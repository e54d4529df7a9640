use std::sync::Arc;

use crossterm::event::{KeyCode, KeyEvent, MouseButton, MouseEvent, MouseEventKind};
use parking_lot::Mutex;
use ratatui::layout::{Position, Rect};
use ratatui::widgets::ListState;
use ratatui::Frame;
use tracing::debug;

use crate::catalog::{Catalog, Product};
use crate::selection::{deserialize, serialize, SelectionStore, SerializedForm, SubscriptionId};
use crate::ui::layout::{pane_regions, PaneAreas};
use crate::ui::mvi::Reducer;
use crate::ui::screen::intent::ScreenIntent;
use crate::ui::screen::reducer::ScreenReducer;
use crate::ui::screen::state::ScreenState;
use crate::ui::views::{DetailView, ProductListView};
use crate::window::WindowDescriptor;

/// Pane receiving keyboard input.
#[derive(Debug, Clone, Copy, PartialEq, Eq)]
pub enum PaneFocus {
    List,
    Detail,
}

/// One product list/detail screen.
///
/// Owns the selection store for its lifetime and hands it to the views
/// through their callbacks. Store writes arrive back as
/// [`ScreenIntent::SelectionChanged`] via a subscription and are reduced
/// before the input handler returns.
pub struct AdaptiveScreen {
    catalog: Catalog,
    store: SelectionStore,
    subscription: SubscriptionId,
    inbox: Arc<Mutex<Vec<ScreenIntent>>>,
    state: ScreenState,
    window: WindowDescriptor,
    list_state: ListState,
    focus: PaneFocus,
    currency: String,
    areas: PaneAreas,
}

impl AdaptiveScreen {
    pub fn new(
        catalog: Catalog,
        store: SelectionStore,
        window: WindowDescriptor,
        currency: impl Into<String>,
    ) -> Self {
        let inbox = Arc::new(Mutex::new(Vec::new()));
        let sink = Arc::clone(&inbox);
        let subscription = store.subscribe(move |selected| {
            sink.lock().push(ScreenIntent::SelectionChanged {
                has_selection: selected.is_some(),
            });
        });

        let selected = store.get();
        let state = ScreenState::resolve(window.orientation, selected.is_some());
        let cursor = selected
            .as_ref()
            .and_then(|p| catalog.position(p))
            .unwrap_or(0);
        let mut list_state = ListState::default();
        if !catalog.is_empty() {
            list_state.select(Some(cursor));
        }
        debug!(?state, orientation = window.orientation.label(), "screen created");

        Self {
            catalog,
            store,
            subscription,
            inbox,
            state,
            window,
            list_state,
            focus: PaneFocus::List,
            currency: currency.into(),
            areas: PaneAreas::default(),
        }
    }

    /// Rebuilds a screen from a saved form, as after a teardown.
    /// A malformed form restores to no selection.
    pub fn restore(
        catalog: Catalog,
        window: WindowDescriptor,
        currency: impl Into<String>,
        saved: &SerializedForm,
    ) -> Self {
        let store = SelectionStore::with_selection(deserialize(saved));
        Self::new(catalog, store, window, currency)
    }

    pub fn snapshot(&self) -> SerializedForm {
        serialize(self.store.get().as_ref())
    }

    pub fn state(&self) -> ScreenState {
        self.state
    }

    pub fn window(&self) -> WindowDescriptor {
        self.window
    }

    pub fn store(&self) -> &SelectionStore {
        &self.store
    }

    pub fn selection(&self) -> Option<Product> {
        self.store.get()
    }

    pub fn cursor(&self) -> Option<usize> {
        self.list_state.selected()
    }

    /// Pane rectangles from the most recent render.
    pub fn areas(&self) -> PaneAreas {
        self.areas
    }

    /// Focused pane. In portrait this is whichever pane is visible.
    pub fn focus(&self) -> PaneFocus {
        match self.state {
            ScreenState::PortraitList => PaneFocus::List,
            ScreenState::PortraitDetail => PaneFocus::Detail,
            ScreenState::Landscape => self.focus,
        }
    }

    /// Host configuration changed. Never touches the selection.
    pub fn on_window(&mut self, window: WindowDescriptor) {
        self.window = window;
        self.dispatch(ScreenIntent::OrientationChanged {
            orientation: window.orientation,
            has_selection: self.store.is_selected(),
        });
    }

    /// List row activation.
    pub fn select_index(&mut self, index: usize) -> bool {
        let store = self.store.clone();
        let activated = ProductListView::activate(self.catalog.products(), index, |product| {
            store.select(product.clone());
        });
        if activated {
            self.list_state.select(Some(index));
        }
        self.pump();
        activated
    }

    /// Detail clear action.
    pub fn clear_selection(&mut self) {
        self.store.clear();
        self.pump();
    }

    pub fn toggle_focus(&mut self) {
        if self.state.is_dual_pane() {
            self.focus = match self.focus {
                PaneFocus::List => PaneFocus::Detail,
                PaneFocus::Detail => PaneFocus::List,
            };
        }
    }

    /// Returns true if the key was consumed by the screen.
    pub fn handle_key(&mut self, key: KeyEvent) -> bool {
        let focus = self.focus();
        let handled = match key.code {
            KeyCode::Up | KeyCode::Char('k') if focus == PaneFocus::List => {
                self.move_cursor(-1);
                true
            }
            KeyCode::Down | KeyCode::Char('j') if focus == PaneFocus::List => {
                self.move_cursor(1);
                true
            }
            KeyCode::Enter if focus == PaneFocus::List => match self.list_state.selected() {
                Some(index) => self.select_index(index),
                None => false,
            },
            KeyCode::Char('c') | KeyCode::Backspace | KeyCode::Delete
                if self.state.panes().detail =>
            {
                self.clear_selection();
                true
            }
            KeyCode::Tab | KeyCode::BackTab | KeyCode::Left | KeyCode::Right
                if self.state.is_dual_pane() =>
            {
                self.toggle_focus();
                true
            }
            // Back from the portrait detail pane.
            KeyCode::Esc if self.state == ScreenState::PortraitDetail => {
                self.clear_selection();
                true
            }
            _ => false,
        };
        self.pump();
        handled
    }

    /// Returns true if the mouse event hit an interactive element.
    pub fn handle_mouse(&mut self, mouse: MouseEvent) -> bool {
        let handled = match mouse.kind {
            MouseEventKind::Down(MouseButton::Left) => self.click(mouse.column, mouse.row),
            MouseEventKind::ScrollUp if self.over_list(mouse.column, mouse.row) => {
                self.move_cursor(-1);
                true
            }
            MouseEventKind::ScrollDown if self.over_list(mouse.column, mouse.row) => {
                self.move_cursor(1);
                true
            }
            _ => false,
        };
        self.pump();
        handled
    }

    pub fn render(&mut self, frame: &mut Frame<'_>, area: Rect) {
        self.pump();
        self.areas = pane_regions(area, self.state.panes());
        let selected = self.store.get();
        let focus = self.focus();

        if let Some(list_area) = self.areas.list {
            ProductListView::render(
                frame,
                list_area,
                self.catalog.products(),
                selected.as_ref(),
                &mut self.list_state,
                focus == PaneFocus::List,
            );
        }
        if let Some(detail_area) = self.areas.detail {
            DetailView::render(
                frame,
                detail_area,
                selected.as_ref(),
                &self.currency,
                focus == PaneFocus::Detail,
            );
        }
    }

    fn click(&mut self, column: u16, row: u16) -> bool {
        if let Some(list_area) = self.areas.list {
            let hit = ProductListView::row_at(
                list_area,
                column,
                row,
                self.list_state.offset(),
                self.catalog.len(),
            );
            if let Some(index) = hit {
                self.focus = PaneFocus::List;
                return self.select_index(index);
            }
        }
        if let Some(detail_area) = self.areas.detail {
            let selected = self.store.get();
            if DetailView::button_hit(
                detail_area,
                selected.as_ref(),
                &self.currency,
                column,
                row,
            ) {
                self.focus = PaneFocus::Detail;
                self.clear_selection();
                return true;
            }
        }
        false
    }

    fn over_list(&self, column: u16, row: u16) -> bool {
        self.areas
            .list
            .is_some_and(|area| area.contains(Position::new(column, row)))
    }

    fn move_cursor(&mut self, delta: isize) {
        ProductListView::move_cursor(&mut self.list_state, delta, self.catalog.len());
    }

    fn dispatch(&mut self, intent: ScreenIntent) {
        let previous = self.state;
        self.state = ScreenReducer::reduce(previous, intent);
        if self.state != previous {
            debug!(?previous, next = ?self.state, ?intent, "screen transition");
        }
    }

    /// Reduces every selection intent queued by the store subscription.
    fn pump(&mut self) {
        let pending = std::mem::take(&mut *self.inbox.lock());
        for intent in pending {
            self.dispatch(intent);
        }
    }
}

impl Drop for AdaptiveScreen {
    fn drop(&mut self) {
        self.store.unsubscribe(self.subscription);
    }
}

::::::::

* **PROBLEM TO WORK ON**
List each line of the records that holds the string "currency".

* **SOLUTION**
    currency: String,
        currency: impl Into<String>,
            currency: currency.into(),
        currency: impl Into<String>,
        Self::new(catalog, store, window, currency)
                &self.currency,
                &self.currency,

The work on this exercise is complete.